Bye bye to the second decade. Say hello to the 20s. Best years of my life? Life defining decade? Maybes.
I’m 20 now. Goodness. I’m getting old! In a way, it doesn’t matter, because I don’t think I’ll ever grow up. I just love the pete that is always childish and annoy everyone like there’s no tomorrow. I love the pete that is so strange and quirky and loud. And of course, I love the pete that is embarking on this happiness revolution.
Loving yourself seems easy enough, but it takes a lot. It takes a lot to accept you as who you are. What I heard today: Do not let the you society thinks you are be the you you think you are. It takes a lot to simply be you, believe it or not.
Looking back on my first *quarter* (I hope) of my life, I have, in a way, achieved nothing and many things. I’m proud of myself. I’m so glad for the blessings that I’ve received this semester. I’m still here, but I’m fighting, and I’m being me. I’m still in the paws of the society, but I’m, as always, fighting. That now gives me the next three quarters of my life to go over my dreams. Pretty good eh?

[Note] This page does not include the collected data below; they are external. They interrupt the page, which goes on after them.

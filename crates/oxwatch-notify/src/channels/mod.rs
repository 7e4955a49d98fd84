pub mod log;
pub mod webhook;
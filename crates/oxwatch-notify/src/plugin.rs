use crate::error::{NotifyError, Result};
use crate::NotificationChannel;
use serde::{Deserialize, Serialize};
use serde_json::Value;
use std::collections::HashMap;
use std::sync::Arc;

/// Receiver name → configured channel instance.
pub type ChannelMap = HashMap<String, Arc<dyn NotificationChannel>>;

/// A receiver as declared in configuration.
#[derive(Debug, Clone, Serialize, Deserialize)]
pub struct ReceiverConfig {
    pub name: String,
    #[serde(rename = "type")]
    pub channel_type: String,
    #[serde(default = "empty_config")]
    pub config: Value,
}

fn empty_config() -> Value {
    Value::Object(Default::default())
}

/// Factory for creating [`NotificationChannel`] instances from JSON
/// configuration.
///
/// Each plugin is registered in the [`ChannelRegistry`] by its `name()`.
/// When a configuration snapshot is built, the registry validates and
/// instantiates every receiver through the matching plugin.
pub trait ChannelPlugin: Send + Sync {
    /// Returns the plugin type name (e.g., `"webhook"`, `"log"`).
    fn name(&self) -> &str;

    /// Validates a JSON config blob against this plugin's expected schema.
    fn validate_config(&self, config: &Value) -> anyhow::Result<()>;

    /// Creates a configured channel instance. `receiver` is the receiver
    /// name the instance serves.
    fn create_channel(&self, receiver: &str, config: &Value) -> anyhow::Result<Arc<dyn NotificationChannel>>;

    /// Returns a copy of `config` with secrets redacted. Used for API
    /// responses.
    fn redact_config(&self, config: &Value) -> Value {
        config.clone()
    }
}

/// Registry of available [`ChannelPlugin`]s, used to instantiate
/// notification channels from configuration.
///
/// # Examples
///
/// ```
/// use oxwatch_notify::plugin::ChannelRegistry;
///
/// let registry = ChannelRegistry::default();
/// assert!(registry.has_plugin("webhook"));
/// assert!(registry.has_plugin("log"));
/// assert!(!registry.has_plugin("nonexistent"));
/// ```
pub struct ChannelRegistry {
    plugins: HashMap<String, Box<dyn ChannelPlugin>>,
}

impl ChannelRegistry {
    pub fn new() -> Self {
        Self {
            plugins: HashMap::new(),
        }
    }

    pub fn register(&mut self, plugin: Box<dyn ChannelPlugin>) {
        let name = plugin.name().to_string();
        self.plugins.insert(name, plugin);
    }

    pub fn create_channel(&self, receiver: &ReceiverConfig) -> Result<Arc<dyn NotificationChannel>> {
        let plugin = self
            .plugins
            .get(&receiver.channel_type)
            .ok_or_else(|| NotifyError::UnknownChannelType(receiver.channel_type.clone()))?;
        let invalid = |e: anyhow::Error| NotifyError::InvalidConfig {
            receiver: receiver.name.clone(),
            reason: e.to_string(),
        };
        plugin.validate_config(&receiver.config).map_err(invalid)?;
        plugin
            .create_channel(&receiver.name, &receiver.config)
            .map_err(invalid)
    }

    /// Instantiates every receiver. Names must be unique.
    pub fn build(&self, receivers: &[ReceiverConfig]) -> Result<ChannelMap> {
        let mut channels = ChannelMap::new();
        for receiver in receivers {
            if channels.contains_key(&receiver.name) {
                return Err(NotifyError::DuplicateReceiver(receiver.name.clone()));
            }
            let channel = self.create_channel(receiver)?;
            channels.insert(receiver.name.clone(), channel);
        }
        Ok(channels)
    }

    /// The receiver's config with secrets redacted by its plugin.
    pub fn redacted(&self, receiver: &ReceiverConfig) -> Value {
        match self.plugins.get(&receiver.channel_type) {
            Some(plugin) => plugin.redact_config(&receiver.config),
            None => receiver.config.clone(),
        }
    }

    pub fn has_plugin(&self, type_name: &str) -> bool {
        self.plugins.contains_key(type_name)
    }
}

impl Default for ChannelRegistry {
    fn default() -> Self {
        let mut registry = Self::new();
        registry.register(Box::new(crate::channels::webhook::WebhookPlugin));
        registry.register(Box::new(crate::channels::log::LogPlugin));
        registry
    }
}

You know I’m reminded of one common Buddhist quote that one should be mindful of death with every breath. Sounds morbid, right? But what it truly says to me is how lucky we are that we are here alive and kicking and bitchin(g). How lucky we are to be in this beautiful but troubled world. There is nothing better than life. Nothing.
Realize this. Realize that we’re so fortunate. Realize that life is in fact a rewarding journey, and we’ll all float on alright.